Es la historia de vida contada a grandes rasgos; sin parar en los accidentes y situaciones límites de un Kevin que sale de su casa para ir a correr y un chofer ebrio le amputa las piernas o de la pequeña o adolescente que es violada o asesinada por psicópatas; o del niño o joven que enferma de un cáncer irremediable. Alguien podría pensar: ¿No sería mejor no amar y así no nos exponemos a tantos y tan grandes sufrimientos? La respuesta es clara: quien renuncia al amor, parte renunciando a la felicidad; pues es el amar lo que nos hace felices y da sentido a todos nuestros desvelos. De lo contrario, ¿para qué ser profesores, médicos, arquitectos, modistas, pescadores? Pues hemos de saber, que si hay tanta infelicidad, es, precisamente, porque muchos actúan (piensan, dicen, trabajan) no por amor sino por conveniencia o simple, egoísta y superficial placer.
4. No confundamos querer con amar: Es fácil decir “te quiero”; no es
fácil decir “te amo”. Y es fácil decir te quiero porque el verbo querer
lo usamos constantemente: quiero agua, quiero descansar, quiero comer, quiero
dormir, quiero ir al baño, quiero ir a bailar, quiero un auto, quiero un
computador nuevo… te quiero.
Quiero agua, tengo sed… Mientras tenga la necesidad sed, voy a querer lo que la
satisface: agua. Tomo agua y siento placer. El placer requiere que
exista la necesidad y aquello que la satisface…. Ya no quiero más agua, ya no
tengo sed; no volveré a querer agua hasta que no vuelva a necesitarla. El
agua la consumí, para eso es, para satisfacer mi necesidad. El querer está
centrado en el yo: yo tengo sed, yo quiero agua; yo no quiero más…

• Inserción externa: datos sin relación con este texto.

//! Pluggable distance providers: trait abstraction for distance/duration
//! estimation backends.
//!
//! Two implementations, selectable via [`DistanceProviderKind`]:
//!
//! - **`HaversineEstimator`**: Offline great-circle estimate with a
//!   distance-proportional travel-time model. Zero dependencies, never fails.
//! - **`LiveMapsProvider`** (feature `live-maps`): Calls a distance-matrix
//!   HTTP endpoint with a short per-call timeout; any transport, status, or
//!   payload problem degrades to the offline estimate for that element.
//!
//! Callers hold an `Arc<dyn DistanceProvider>` and never observe which mode
//! served a given request; both report kilometres and minutes.

use std::sync::Arc;

use serde::{Deserialize, Serialize};

use crate::geo::{self, GeoPoint};

// ---------------------------------------------------------------------------
// Core types
// ---------------------------------------------------------------------------

/// Default average speed for the travel-time model (km/h).
pub const DEFAULT_AVG_SPEED_KMH: f64 = 30.0;

/// Distance and estimated travel time for one origin→destination leg.
#[derive(Debug, Clone, Copy, PartialEq, Serialize, Deserialize)]
pub struct LegEstimate {
    pub distance_km: f64,
    pub duration_minutes: f64,
}

/// Batched distance/duration grid: `rows[i][j]` is origin `i` → destination `j`.
#[derive(Debug, Clone, PartialEq, Serialize, Deserialize)]
pub struct DistanceMatrix {
    pub rows: Vec<Vec<LegEstimate>>,
}

impl DistanceMatrix {
    pub fn get(&self, origin: usize, destination: usize) -> Option<LegEstimate> {
        self.rows.get(origin)?.get(destination).copied()
    }
}

/// Which distance backend to use. Serializes into the cycle configuration so
/// an external caller can select the backend per deployment.
#[derive(Clone, Debug, Serialize, Deserialize, PartialEq)]
pub enum DistanceProviderKind {
    /// Offline haversine estimate at the given average speed.
    Offline { speed_kmh: f64 },
    /// Distance-matrix HTTP endpoint (e.g. a Google-Maps-compatible service).
    #[cfg(feature = "live-maps")]
    LiveMaps { endpoint: String, api_key: String },
}

impl Default for DistanceProviderKind {
    fn default() -> Self {
        Self::Offline {
            speed_kmh: DEFAULT_AVG_SPEED_KMH,
        }
    }
}

/// Trait for distance backends. Implementations must be `Send + Sync` so one
/// provider can serve concurrent sequencing tasks.
///
/// The contract is infallible: a backend that cannot answer a query from its
/// primary source must degrade to an offline estimate internally rather than
/// surface an error to the dispatch critical path.
pub trait DistanceProvider: Send + Sync {
    /// Distance and travel time for a single leg.
    fn leg(&self, from: GeoPoint, to: GeoPoint) -> LegEstimate;

    /// Point-to-point distance in kilometres.
    fn distance_km(&self, from: GeoPoint, to: GeoPoint) -> f64 {
        self.leg(from, to).distance_km
    }

    /// Point-to-point travel-time estimate in minutes.
    fn duration_minutes(&self, from: GeoPoint, to: GeoPoint) -> f64 {
        self.leg(from, to).duration_minutes
    }

    /// Batched form of [`DistanceProvider::leg`]. The default implementation
    /// queries pairwise; backends with a native matrix call can override.
    fn matrix(&self, origins: &[GeoPoint], destinations: &[GeoPoint]) -> DistanceMatrix {
        let rows = origins
            .iter()
            .map(|&o| destinations.iter().map(|&d| self.leg(o, d)).collect())
            .collect();
        DistanceMatrix { rows }
    }
}

// ---------------------------------------------------------------------------
// Offline estimator (always available)
// ---------------------------------------------------------------------------

/// Great-circle distance with a distance-proportional duration at a fixed
/// average speed. Deterministic and pure.
#[derive(Debug, Clone, Copy)]
pub struct HaversineEstimator {
    speed_kmh: f64,
}

impl HaversineEstimator {
    pub fn new(speed_kmh: f64) -> Self {
        Self {
            speed_kmh: speed_kmh.max(1.0),
        }
    }

    pub fn speed_kmh(&self) -> f64 {
        self.speed_kmh
    }
}

impl Default for HaversineEstimator {
    fn default() -> Self {
        Self::new(DEFAULT_AVG_SPEED_KMH)
    }
}

impl DistanceProvider for HaversineEstimator {
    fn leg(&self, from: GeoPoint, to: GeoPoint) -> LegEstimate {
        let distance_km = geo::distance_km(from, to);
        LegEstimate {
            distance_km,
            duration_minutes: geo::duration_minutes(distance_km, self.speed_kmh),
        }
    }
}

// ---------------------------------------------------------------------------
// Live provider (behind `live-maps` feature)
// ---------------------------------------------------------------------------

#[cfg(feature = "live-maps")]
pub mod live {
    use super::*;
    use reqwest::blocking::Client;
    use std::time::Duration;
    use tracing::warn;

    /// Per-call timeout. Kept short so a hanging upstream degrades to the
    /// offline estimate instead of stalling unrelated batches.
    const DEFAULT_TIMEOUT_MS: u64 = 2_000;

    /// Distance-matrix HTTP backend with offline degradation.
    ///
    /// One attempt per call; no retries. Every failure path falls through to
    /// the embedded [`HaversineEstimator`] and logs the degradation.
    pub struct LiveMapsProvider {
        client: Client,
        endpoint: String,
        api_key: String,
        fallback: HaversineEstimator,
    }

    impl LiveMapsProvider {
        pub fn new(endpoint: &str, api_key: &str) -> Self {
            Self::with_timeout(endpoint, api_key, DEFAULT_TIMEOUT_MS)
        }

        pub fn with_timeout(endpoint: &str, api_key: &str, timeout_ms: u64) -> Self {
            let client = Client::builder()
                .timeout(Duration::from_millis(timeout_ms))
                .build()
                .expect("failed to build HTTP client");
            Self {
                client,
                endpoint: endpoint.trim_end_matches('/').to_string(),
                api_key: api_key.to_string(),
                fallback: HaversineEstimator::default(),
            }
        }

        fn fetch_matrix(
            &self,
            origins: &[GeoPoint],
            destinations: &[GeoPoint],
        ) -> Option<MatrixResponse> {
            let join = |points: &[GeoPoint]| {
                points
                    .iter()
                    .map(|p| format!("{},{}", p.lat, p.lng))
                    .collect::<Vec<_>>()
                    .join("|")
            };
            let url = format!("{}/distancematrix/json", self.endpoint);

            let response = match self
                .client
                .get(&url)
                .query(&[
                    ("origins", join(origins)),
                    ("destinations", join(destinations)),
                    ("mode", "driving".to_string()),
                    ("key", self.api_key.clone()),
                ])
                .send()
            {
                Ok(r) => r,
                Err(e) => {
                    warn!(error = %e, "distance matrix request failed; using offline estimate");
                    return None;
                }
            };

            if !response.status().is_success() {
                warn!(status = %response.status(), "distance matrix returned non-OK status; using offline estimate");
                return None;
            }

            let parsed: MatrixResponse = match response.json() {
                Ok(p) => p,
                Err(e) => {
                    warn!(error = %e, "malformed distance matrix payload; using offline estimate");
                    return None;
                }
            };

            if parsed.status != "OK" {
                warn!(status = %parsed.status, "distance matrix rejected the query; using offline estimate");
                return None;
            }

            Some(parsed)
        }

        /// Convert one response element, degrading per-element when the
        /// upstream could not resolve that particular pair.
        fn element_to_leg(&self, element: &MatrixElement, from: GeoPoint, to: GeoPoint) -> LegEstimate {
            match (&element.distance, &element.duration) {
                (Some(d), Some(t)) if element.status == "OK" => LegEstimate {
                    distance_km: d.value / 1000.0,
                    duration_minutes: t.value / 60.0,
                },
                _ => {
                    warn!(status = %element.status, "unresolvable matrix element; using offline estimate");
                    self.fallback.leg(from, to)
                }
            }
        }
    }

    /// Minimal distance-matrix JSON response structures.
    #[derive(Deserialize)]
    struct MatrixResponse {
        status: String,
        rows: Vec<MatrixRow>,
    }

    #[derive(Deserialize)]
    struct MatrixRow {
        elements: Vec<MatrixElement>,
    }

    #[derive(Deserialize)]
    struct MatrixElement {
        status: String,
        distance: Option<ValueField>,
        duration: Option<ValueField>,
    }

    #[derive(Deserialize)]
    struct ValueField {
        /// Metres for distance, seconds for duration.
        value: f64,
    }

    impl DistanceProvider for LiveMapsProvider {
        fn leg(&self, from: GeoPoint, to: GeoPoint) -> LegEstimate {
            match self.fetch_matrix(&[from], &[to]) {
                Some(parsed) => match parsed.rows.first().and_then(|r| r.elements.first()) {
                    Some(element) => self.element_to_leg(element, from, to),
                    None => self.fallback.leg(from, to),
                },
                None => self.fallback.leg(from, to),
            }
        }

        fn matrix(&self, origins: &[GeoPoint], destinations: &[GeoPoint]) -> DistanceMatrix {
            let Some(parsed) = self.fetch_matrix(origins, destinations) else {
                return self.fallback.matrix(origins, destinations);
            };
            if parsed.rows.len() != origins.len()
                || parsed.rows.iter().any(|r| r.elements.len() != destinations.len())
            {
                warn!("distance matrix shape mismatch; using offline estimate");
                return self.fallback.matrix(origins, destinations);
            }
            let rows = origins
                .iter()
                .enumerate()
                .map(|(i, &o)| {
                    destinations
                        .iter()
                        .enumerate()
                        .map(|(j, &d)| self.element_to_leg(&parsed.rows[i].elements[j], o, d))
                        .collect()
                })
                .collect();
            DistanceMatrix { rows }
        }
    }
}

// ---------------------------------------------------------------------------
// Caching wrapper
// ---------------------------------------------------------------------------

use lru::LruCache;
use std::num::NonZeroUsize;
use std::sync::Mutex;

/// Default leg cache capacity for remote-backed providers.
const DEFAULT_LEG_CACHE_CAPACITY: usize = 20_000;

/// LRU-cached wrapper around any [`DistanceProvider`].
///
/// Cache key is the directional pair of coordinate bit patterns; live
/// backends may report asymmetric durations, so legs are not mirrored.
pub struct CachedDistanceProvider {
    inner: Box<dyn DistanceProvider>,
    cache: Mutex<LruCache<((u64, u64), (u64, u64)), LegEstimate>>,
}

impl CachedDistanceProvider {
    pub fn new(inner: Box<dyn DistanceProvider>, capacity: usize) -> Self {
        Self {
            inner,
            cache: Mutex::new(LruCache::new(
                NonZeroUsize::new(capacity.max(1)).expect("cache capacity must be > 0"),
            )),
        }
    }

    fn cache_key(from: GeoPoint, to: GeoPoint) -> ((u64, u64), (u64, u64)) {
        (
            (from.lat.to_bits(), from.lng.to_bits()),
            (to.lat.to_bits(), to.lng.to_bits()),
        )
    }
}

impl DistanceProvider for CachedDistanceProvider {
    fn leg(&self, from: GeoPoint, to: GeoPoint) -> LegEstimate {
        let key = Self::cache_key(from, to);

        // Fast path: cache hit
        if let Ok(mut cache) = self.cache.lock() {
            if let Some(cached) = cache.get(&key) {
                return *cached;
            }
        }

        let result = self.inner.leg(from, to);

        if let Ok(mut cache) = self.cache.lock() {
            cache.put(key, result);
        }

        result
    }

    fn matrix(&self, origins: &[GeoPoint], destinations: &[GeoPoint]) -> DistanceMatrix {
        // Delegate so a backend with a native matrix call keeps its single
        // round trip, then warm the leg cache from the grid.
        let matrix = self.inner.matrix(origins, destinations);
        if let Ok(mut cache) = self.cache.lock() {
            for (i, &origin) in origins.iter().enumerate() {
                for (j, &destination) in destinations.iter().enumerate() {
                    if let Some(leg) = matrix.get(i, j) {
                        cache.put(Self::cache_key(origin, destination), leg);
                    }
                }
            }
        }
        matrix
    }
}

// ---------------------------------------------------------------------------
// Factory: build a provider from DistanceProviderKind
// ---------------------------------------------------------------------------

/// Construct a shared [`DistanceProvider`] from a [`DistanceProviderKind`]
/// descriptor.
///
/// - `Offline` is returned without a leg cache (the haversine itself is
///   cached globally and the duration conversion is trivial).
/// - `LiveMaps` is wrapped in a [`CachedDistanceProvider`] so repeated pairs
///   inside one cycle cost a single HTTP round trip.
pub fn build_distance_provider(kind: &DistanceProviderKind) -> Arc<dyn DistanceProvider> {
    match kind {
        DistanceProviderKind::Offline { speed_kmh } => Arc::new(HaversineEstimator::new(*speed_kmh)),

        #[cfg(feature = "live-maps")]
        DistanceProviderKind::LiveMaps { endpoint, api_key } => {
            let inner = Box::new(live::LiveMapsProvider::new(endpoint, api_key));
            Arc::new(CachedDistanceProvider::new(inner, DEFAULT_LEG_CACHE_CAPACITY))
        }
    }
}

Por lo expuesto, podemos deducir que es el querer el que nos lleva a etiquetar las personas: Tal persona es superficial, tonta pero me sirve para satisfacer necesidades sexuales; esta otra es aburrida pero tiene buenos apuntes de clases; esta otra tiene solvencia social, esta otra me escucha y hace reír, la otra cubre mis necesidades materiales y ahora quiero estar solo-a…
Es el querer también el que nos induce al odio; así, cuando etiquetamos a
alguien como un obstáculo que es necesario destruir; cuando la envidia envenena
el alma, a tal punto, que eres feliz con su desgracia y sientes pena con su
alegría.
5. En todo amor – trátese del amor filial (padres- hijos-abuelos- hermanos…), del amor de amistad, del amor de pareja, del amor vocacional, del amor por la naturaleza, del amor por el terruño o por la patria, del amor oblativo (el amor a Dios y a los semejantes)- para el amante, el tú amado-a es lo más importante; por ello el amor es siempre generoso; da sin esperar retribuciones: se es feliz amando. Por ello, cuando el amado da las gracias, el amante se emociona. Por lo mismo, cuando el amante hace un sacrificio de amor, no lo divulga, no lo saca en cara: es donación, no es inversión.
El amor nos realiza como personas, pues su origen es nuestro ser esencial, nuestra intimidad: por ello somos felices amando y nada puede quitar la felicidad de amar; ni siquiera el dolor. La felicidad no es temporal como el placer: nadie reclama “¡Ya, suficiente; no quiero más felicidad hasta el próximo martes o hasta que te vuelva a llamar! Es que felicidad no tiene que ver con logros, placer, sino con la realización del ser. Por lo demás, quien ama ya no puede dejar de amar; pues lo que era potencia es realización de ser.
6. Amor que nace nunca muere y, si alguien piensa: yo amé a x persona pero luego lo dejé de amar… la frase correcta tendría que ser: Creí que amaba a X o creíamos amarnos. El amor exige madurez, saber escuchar los silencios, saber leer la mirada, lo que se dice y lo que no se dice…. Saber esperar; saber decir sí y también saber decir no. Saber quién somos y quién no somos. El amor es delicado, es respetuoso, admira al amado-a, le es fiel, se compromete, es dialogante, no se puede ocultar porque lo ahogaríamos ya que irradia a dos seres que trascienden amando: el amor es sensible al dolor, a la alegría, a la belleza. Por ello, no debemos confundir a quien no ama con quien no sabe expresar su amor o no está aún preparado para realizar ese amor porque le falta madurez o porque debe sanar ciertas heridas.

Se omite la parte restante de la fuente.